Altyazılı kalın ana dallar merkezden çıkar - bunlar diyagramın ana bölümleri anlamına gelir. Ana dallar daha da ince dallara ayrılır;

Tüm şubeler size şu veya bu kavramı hatırlatan anahtar kelimelerle imzalanır;

Büyük harf kullanılması arzu edilir;

Mümkün olduğunca çeşitli görsel dekorasyonun kullanılması arzu edilir - şekil, renk, hacim, yazı tipi, oklar, simgeler;

Zihin haritaları çizerken kendi tarzınızı geliştirmeniz önemlidir.

TRIZ (yaratıcı problem çözme teorisi)

G. S. Altshuller, yöntemini geliştirirken sorunu şu şekilde formüle etti: "Sürekli bir seçenekler sıralaması olmaksızın, soruna derhal güçlü çözümlere nasıl gidilebilir?" TRIZ'in altında yatan ilkeler bu sorunun çözülmesine yardımcı olacaktır:

Sistem geliştirme yasalarının nesnelliği ilkesi - sistemlerin nesillerinin yapısı, işleyişi ve değişimi nesnel yasalara tabidir. Güçlü kararlar, nesnel yasalara, düzenliliklere, fenomenlere ve etkilere karşılık gelen kararlardır.

Çelişki ilkesi - dış ve iç faktörlerin etkisi altında çelişkiler ortaya çıkar, şiddetlenir ve çözülür. Sorun zordur çünkü gizli veya açık bir çelişkiler sistemi vardır. Sistemler, nesnel yasalar, düzenlilikler, fenomenler ve etkiler temelinde çelişkilerin üstesinden gelerek gelişir. Güçlü çözümler, çelişkilerin üstesinden gelen çözümlerdir.

Somutluk ilkesi - her sistem sınıfının yanı sıra bu sınıftaki bireysel temsilciler, belirli bir sistemi değiştirmeyi kolaylaştıran veya zorlaştıran belirli özelliklere sahiptir. Bu özellikler kaynaklar tarafından belirlenir: dahili - sistemin üzerine inşa edildiği ve harici - sistemin bulunduğu ortam ve durum. Güçlü çözümler, belirli sistemlerin belirli özelliklerini ve sorunu çözen belirli bir kişinin kişiliğiyle ilişkili bireysel özellikleri dikkate alan çözümlerdir.

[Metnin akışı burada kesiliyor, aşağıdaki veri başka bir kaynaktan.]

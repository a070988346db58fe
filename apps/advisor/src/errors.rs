use thiserror::Error;

use crate::api::ApiError;
use crate::validation::Violation;

pub const SUBMIT_FAILURE_MESSAGE: &str =
    "Failed to get recommendations. Please ensure the backend is running and reachable.";

/// Feedback-panel errors the user can correct before retrying.
#[derive(Debug, Clone, PartialEq, Eq, Error)]
pub enum FeedbackError {
    #[error("Please select a rating star first.")]
    NoScoreSelected,

    #[error("Ratings must be between 1 and 5 stars (got {0}).")]
    ScoreOutOfRange(u8),
}

/// Account-form errors: local checks and rejections reported by the service.
#[derive(Debug, Clone, PartialEq, Eq, Error)]
pub enum AccountError {
    #[error("Passwords do not match.")]
    PasswordMismatch,

    #[error("Invalid or missing reset token.")]
    MissingResetToken,

    #[error("Profile image URL '{0}' is not a valid http(s) URL.")]
    InvalidImageUrl(String),

    #[error("{0}")]
    Rejected(String),
}

/// Workflow-level error type.
/// Every public operation returns `Result<T, AdvisorError>`; `user_message`
/// turns a variant into the text shown to the user.
#[derive(Debug, Error)]
pub enum AdvisorError {
    #[error("Validation error: {0}")]
    Validation(#[from] Violation),

    #[error("Authentication failed")]
    Authentication,

    #[error("Unauthenticated")]
    Unauthenticated,

    #[error("Transport error: {0}")]
    Transport(#[from] ApiError),

    #[error("A submission is already in progress")]
    SubmissionInProgress,

    #[error("Submission is only available at the final step")]
    NotAtFinalStep,

    #[error("Feedback error: {0}")]
    Feedback(#[from] FeedbackError),

    #[error("Account error: {0}")]
    Account(#[from] AccountError),

    #[error("Storage error: {0}")]
    Storage(#[from] std::io::Error),

    #[error("Serialization error: {0}")]
    Serialization(#[from] serde_json::Error),

    #[error("Internal error: {0}")]
    Internal(#[from] anyhow::Error),
}

impl AdvisorError {
    /// The message to present to the user. Infrastructure failures are logged
    /// here and replaced by a generic, retry-suggesting message.
    pub fn user_message(&self) -> String {
        match self {
            AdvisorError::Validation(violation) => violation.to_string(),
            AdvisorError::Authentication => {
                "Failed to log in. Please check your credentials.".to_string()
            }
            AdvisorError::Unauthenticated => "Please log in to continue.".to_string(),
            AdvisorError::SubmissionInProgress => {
                "Your assessment is already being analyzed. Please wait.".to_string()
            }
            AdvisorError::NotAtFinalStep => {
                "Please complete every step before requesting recommendations.".to_string()
            }
            AdvisorError::Feedback(e) => e.to_string(),
            AdvisorError::Account(e) => e.to_string(),
            AdvisorError::Transport(e) => {
                tracing::error!("Transport error: {e}");
                "Could not reach the server. Please try again.".to_string()
            }
            AdvisorError::Storage(e) => {
                tracing::error!("Session storage error: {e}");
                "Could not access local session storage.".to_string()
            }
            AdvisorError::Serialization(e) => {
                tracing::error!("Serialization error: {e}");
                "Local session data is unreadable. Please log in again.".to_string()
            }
            AdvisorError::Internal(e) => {
                tracing::error!("Internal error: {e:?}");
                "An unexpected error occurred.".to_string()
            }
        }
    }

    /// True when the caller should send the user to the login entry point.
    pub fn requires_login(&self) -> bool {
        match self {
            AdvisorError::Unauthenticated => true,
            AdvisorError::Transport(e) => e.status() == Some(401),
            _ => false,
        }
    }
}
//! Client-side workflow engine for the career and course recommendation
//! service: session handling, the three-step assessment wizard, the shared
//! result store, and ratings feedback and aggregation.

pub mod account;
pub mod api;
pub mod config;
pub mod errors;
pub mod insights;
pub mod models;
pub mod ratings;
pub mod session;
pub mod state;
pub mod store;
pub mod validation;
pub mod wizard;

#[cfg(test)]
pub(crate) mod testing;
use std::collections::HashMap;
use std::sync::Arc;

use tracing::{error, info};

use crate::api::AdvisorApi;
use crate::errors::{AdvisorError, FeedbackError};
use crate::models::rating::{NewRating, Rating, MAX_SCORE, MIN_SCORE};
use crate::session::SessionManager;
use crate::state::AppState;

#[derive(Debug, Clone, PartialEq)]
pub enum FeedbackOutcome {
    /// A new rating record was created.
    Submitted(Rating),
    /// Stars were recorded locally; an explicit submit is needed because a comment is pending.
    Pending,
}

/// Per-item star and comment state behind the report's rating widgets.
///
/// Selecting stars on an item with no comment submits immediately; with a
/// comment typed, submission waits for [`FeedbackPanel::submit`]. Every
/// submission creates a new record.
pub struct FeedbackPanel {
    api: Arc<dyn AdvisorApi>,
    session: Arc<SessionManager>,
    stars: HashMap<i64, u8>,
    comments: HashMap<i64, String>,
}

impl FeedbackPanel {
    pub fn new(state: &AppState) -> Self {
        Self {
            api: state.api.clone(),
            session: state.session.clone(),
            stars: HashMap::new(),
            comments: HashMap::new(),
        }
    }

    pub fn stars(&self, recommendation_id: i64) -> Option<u8> {
        self.stars.get(&recommendation_id).copied()
    }

    pub fn comment(&self, recommendation_id: i64) -> &str {
        self.comments
            .get(&recommendation_id)
            .map(String::as_str)
            .unwrap_or("")
    }

    pub fn set_comment(&mut self, recommendation_id: i64, text: impl Into<String>) {
        self.comments.insert(recommendation_id, text.into());
    }

    pub async fn select_stars(
        &mut self,
        recommendation_id: i64,
        score: u8,
    ) -> Result<FeedbackOutcome, AdvisorError> {
        if !(MIN_SCORE..=MAX_SCORE).contains(&score) {
            return Err(FeedbackError::ScoreOutOfRange(score).into());
        }
        self.stars.insert(recommendation_id, score);

        if !self.comment(recommendation_id).trim().is_empty() {
            return Ok(FeedbackOutcome::Pending);
        }
        self.send(recommendation_id, score)
            .await
            .map(FeedbackOutcome::Submitted)
    }

    /// Explicit submit with the selected stars and the current comment.
    pub async fn submit(&mut self, recommendation_id: i64) -> Result<Rating, AdvisorError> {
        let score = self
            .stars(recommendation_id)
            .ok_or(FeedbackError::NoScoreSelected)?;
        self.send(recommendation_id, score).await
    }

    async fn send(&self, recommendation_id: i64, score: u8) -> Result<Rating, AdvisorError> {
        let token = self.session.authorize()?;
        let rating = NewRating {
            recommendation_id,
            score,
            comment: self.comment(recommendation_id).to_string(),
        };

        match self.api.create_rating(&token, &rating).await {
            Ok(created) => {
                info!(
                    "Recorded {}-star rating for recommendation {}",
                    score, recommendation_id
                );
                Ok(created)
            }
            Err(e) => {
                error!("Failed to submit rating for {recommendation_id}: {e}");
                Err(e.into())
            }
        }
    }
}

Yani: problem çözme metodolojisi, TRIZ tarafından incelenen genel evrim yasaları, çelişkileri çözmenin genel ilkeleri ve belirli pratik problemleri çözme mekanizmaları temelinde inşa edilmiştir.

TRIZ şunları içerir:

Bir sorunu gelecekteki bir çözümün görüntüsüne dönüştürmek için mekanizmalar;

Çözüm arayışını engelleyen psikolojik ataleti bastırmak için mekanizmalar (kararlı fikirlerimizi ve klişelerimizi aşmadan olağanüstü çözümler bulmak zordur);

Kapsamlı bir bilgi fonu - sorunları çözmede yoğun bir deneyim.

Çelişkiyi İfade Etmek, probleminizin kökenini daha iyi anlamanıza ve kesin çözümünü bulmanıza yardımcı olur.

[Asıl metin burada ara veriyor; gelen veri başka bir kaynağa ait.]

impl Subject {
    pub const ALL: [Subject; 25] = [
        Subject::Mathematics,
        Subject::Kiswahili,
        Subject::English,
        Subject::Arabic,
        Subject::German,
        Subject::French,
        Subject::Chemistry,
        Subject::Physics,
        Subject::Biology,
        Subject::HomeScience,
        Subject::Agriculture,
        Subject::ComputerStudies,
        Subject::BusinessStudies,
        Subject::History,
        Subject::Geography,
        Subject::ReligiousEducation,
        Subject::Music,
        Subject::ArtAndDesign,
        Subject::DrawingAndDesign,
        Subject::BuildingConstruction,
        Subject::PowerAndMechanics,
        Subject::Metalwork,
        Subject::Aviation,
        Subject::Woodwork,
        Subject::Electronics,
    ];

    pub fn name(&self) -> &'static str {
        match self {
            Subject::Mathematics => "Mathematics",
            Subject::Kiswahili => "Kiswahili",
            Subject::English => "English",
            Subject::Arabic => "Arabic",
            Subject::German => "German",
            Subject::French => "French",
            Subject::Chemistry => "Chemistry",
            Subject::Physics => "Physics",
            Subject::Biology => "Biology",
            Subject::HomeScience => "Home Science",
            Subject::Agriculture => "Agriculture",
            Subject::ComputerStudies => "Computer Studies",
            Subject::BusinessStudies => "Business Studies",
            Subject::History => "History",
            Subject::Geography => "Geography",
            Subject::ReligiousEducation => "Religious Education",
            Subject::Music => "Music",
            Subject::ArtAndDesign => "Art and Design",
            Subject::DrawingAndDesign => "Drawing and Design",
            Subject::BuildingConstruction => "Building Construction",
            Subject::PowerAndMechanics => "Power and Mechanics",
            Subject::Metalwork => "Metalwork",
            Subject::Aviation => "Aviation",
            Subject::Woodwork => "Woodwork",
            Subject::Electronics => "Electronics",
        }
    }

    pub fn category(&self) -> SubjectCategory {
        match self {
            Subject::Mathematics | Subject::Kiswahili => SubjectCategory::Core,
            Subject::English | Subject::Arabic | Subject::German | Subject::French => {
                SubjectCategory::Language
            }
            Subject::Chemistry | Subject::Physics | Subject::Biology => SubjectCategory::Sciences,
            Subject::HomeScience
            | Subject::Agriculture
            | Subject::ComputerStudies
            | Subject::BusinessStudies => SubjectCategory::AppliedSciences,
            Subject::History | Subject::Geography | Subject::ReligiousEducation => {
                SubjectCategory::Humanities
            }
            Subject::Music | Subject::ArtAndDesign => SubjectCategory::CreativeArts,
            Subject::DrawingAndDesign
            | Subject::BuildingConstruction
            | Subject::PowerAndMechanics
            | Subject::Metalwork
            | Subject::Aviation
            | Subject::Woodwork
            | Subject::Electronics => SubjectCategory::Technical,
        }
    }

    pub fn is_language(&self) -> bool {
        self.category() == SubjectCategory::Language
    }

    pub fn is_science(&self) -> bool {
        self.category() == SubjectCategory::Sciences
    }
}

ÖRNEK. Seçim kampanyası danışmanı Sergei Faer: "Rusya Federasyonu Devlet Duması seçimlerinden önce, matbaadan Irina Khakamada'nın bir kitap biyografisi çıktı. Kitabı inceledikten sonra, bölgenin her sakininin onu okuduğunu fark ettim. , o zaman Khakamada kazanacak - muhalifler tarafından yayılan uzlaşmaz kanıtlara rağmen.

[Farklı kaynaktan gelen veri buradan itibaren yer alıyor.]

//! Account flows outside the login exchange: registration, password reset
//! and profile editing.

use std::sync::Arc;

use reqwest::Url;
use tracing::{error, info};

use crate::api::{AdvisorApi, ApiError};
use crate::errors::{AccountError, AdvisorError};
use crate::models::user::{ImageUpload, NewUser, User, UserUpdate};
use crate::session::SessionManager;
use crate::state::AppState;

/// Service-side rejections carry a `detail` the user can act on; anything
/// else stays a transport error.
fn rejection(e: ApiError) -> AdvisorError {
    match (e.status(), e.detail()) {
        (Some(status), Some(detail)) if (400..500).contains(&status) && status != 401 => {
            AccountError::Rejected(detail.to_string()).into()
        }
        _ => e.into(),
    }
}

pub async fn register(api: &dyn AdvisorApi, user: NewUser) -> Result<User, AdvisorError> {
    if user.password != user.password_confirmation {
        return Err(AccountError::PasswordMismatch.into());
    }
    let created = api.register(&user).await.map_err(|e| {
        error!("Registration failed for {}: {e}", user.username);
        rejection(e)
    })?;
    info!("Registered account {}", created.username);
    Ok(created)
}

pub async fn forgot_password(api: &dyn AdvisorApi, email: &str) -> Result<String, AdvisorError> {
    let response = api.forgot_password(email).await.map_err(rejection)?;
    Ok(response.message)
}

pub async fn reset_password(
    api: &dyn AdvisorApi,
    reset_token: &str,
    new_password: &str,
    confirmation: &str,
) -> Result<String, AdvisorError> {
    if reset_token.trim().is_empty() {
        return Err(AccountError::MissingResetToken.into());
    }
    if new_password != confirmation {
        return Err(AccountError::PasswordMismatch.into());
    }
    let response = api
        .reset_password(reset_token, new_password)
        .await
        .map_err(rejection)?;
    info!("Password reset completed");
    Ok(response.message)
}

/// Requested profile edits. `None` leaves a field as it is.
#[derive(Debug, Clone, Default)]
pub struct ProfileForm {
    pub username: Option<String>,
    pub email: Option<String>,
    pub password: Option<String>,
    pub password_confirmation: Option<String>,
    /// Manually entered image URL. An empty string clears the image.
    pub profile_image_url: Option<String>,
    pub school_attended: Option<String>,
    pub id_birth_cert_number: Option<String>,
    pub phone_number: Option<String>,
}

fn changed(requested: &Option<String>, current: Option<&str>) -> Option<String> {
    requested
        .as_ref()
        .filter(|value| Some(value.as_str()) != current)
        .cloned()
}

fn check_image_url(raw: &str) -> Result<(), AccountError> {
    if raw.is_empty() {
        return Ok(());
    }
    match Url::parse(raw) {
        Ok(url) if matches!(url.scheme(), "http" | "https") => Ok(()),
        _ => Err(AccountError::InvalidImageUrl(raw.to_string())),
    }
}

/// Local form checks. A manual image URL is only checked when no upload
/// will replace it.
pub fn check_form(form: &ProfileForm, uploading: bool) -> Result<(), AccountError> {
    if let Some(password) = form.password.as_deref().filter(|p| !p.is_empty()) {
        if form.password_confirmation.as_deref() != Some(password) {
            return Err(AccountError::PasswordMismatch);
        }
    }
    match &form.profile_image_url {
        Some(manual) if !uploading => check_image_url(manual),
        _ => Ok(()),
    }
}

/// The minimal update turning `current` into the requested form.
///
/// The image URL resolves as: freshly uploaded URL, then a manually changed
/// URL, otherwise the existing one is kept (and not sent).
pub fn build_update(
    current: &User,
    form: &ProfileForm,
    uploaded_url: Option<&str>,
) -> Result<UserUpdate, AccountError> {
    check_form(form, uploaded_url.is_some())?;

    let password = form.password.clone().filter(|p| !p.is_empty());
    let profile_image_url = match uploaded_url {
        Some(url) => Some(url.to_string()),
        None => changed(&form.profile_image_url, current.profile_image_url.as_deref()),
    };

    Ok(UserUpdate {
        username: changed(&form.username, Some(current.username.as_str())),
        email: changed(&form.email, Some(current.email.as_str())),
        password,
        profile_image_url,
        school_attended: changed(&form.school_attended, current.school_attended.as_deref()),
        id_birth_cert_number: changed(
            &form.id_birth_cert_number,
            current.id_birth_cert_number.as_deref(),
        ),
        phone_number: changed(&form.phone_number, current.phone_number.as_deref()),
    })
}

/// Authenticated profile operations.
pub struct AccountService {
    api: Arc<dyn AdvisorApi>,
    session: Arc<SessionManager>,
}

impl AccountService {
    pub fn new(state: &AppState) -> Self {
        Self {
            api: state.api.clone(),
            session: state.session.clone(),
        }
    }

    pub async fn current_user(&self) -> Result<User, AdvisorError> {
        let token = self.session.authorize()?;
        Ok(self.api.fetch_me(&token).await?)
    }

    /// Checks the form, uploads `image` (if any), then sends only the changed
    /// fields. Returns the current user unchanged when nothing differs.
    pub async fn update_profile(
        &self,
        form: &ProfileForm,
        image: Option<ImageUpload>,
    ) -> Result<User, AdvisorError> {
        check_form(form, image.is_some())?;
        let token = self.session.authorize()?;
        let current = self.api.fetch_me(&token).await?;

        let uploaded = match image {
            Some(image) => {
                let response = self.api.upload_profile_image(&token, &image).await?;
                info!("Uploaded profile image {}", image.file_name);
                Some(response.url)
            }
            None => None,
        };

        let update = build_update(&current, form, uploaded.as_deref())?;
        if update.is_empty() {
            info!("Profile unchanged, skipping update");
            return Ok(current);
        }

        let user = self
            .api
            .update_me(&token, &update)
            .await
            .map_err(rejection)?;
        info!("Updated profile for {}", user.username);
        Ok(user)
    }
}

Tartışma: Seçmenler, Khakamada hakkında mümkün olduğunca çok şey öğrenmek için bilgilendirici bir kitap satın almalı ve okumalıdır. Ancak seçmenler kalın bir kitap almayacaklar, daha az okuyacaklar (kitap ücretsiz olarak verilse bile). Başka bir deyişle: seçmenin istediği ve çabuk tanıyabilmesi için kitap ince olmalı ve adayla ilgili bilgileri tam olarak iletebilmek için kitap kalın ve anlamlı olmalıdır. Nasıl olunur?

Çözüm: Kitaptan en parlak bölümleri seçtik ve fotoğraf arşivinden Irina'nın farklı yaşlardaki fotoğraflarını seçtik. Ve arkalarında biyografiden birkaç paragraf bulunan bir dizi kartpostal yayınladılar. İnsanlar kartpostalları sever. Bunlar hemen sandığa atmak isteyeceğiniz ajitasyon değil. Ayrıca seçmenler kartpostal alırken üzerinde bir sayı (1'den 12'ye kadar) olduğunu görmüşler ve bütün bir seriyi toplamaya çalışmışlardır. Kiosklarda kendilerini aradılar, karargaha geldiler, ajitatörlere sordular ... (Bu arada, seçmen adayımız hakkında bilgi aradığında bu çok "ideal sonuç" dır).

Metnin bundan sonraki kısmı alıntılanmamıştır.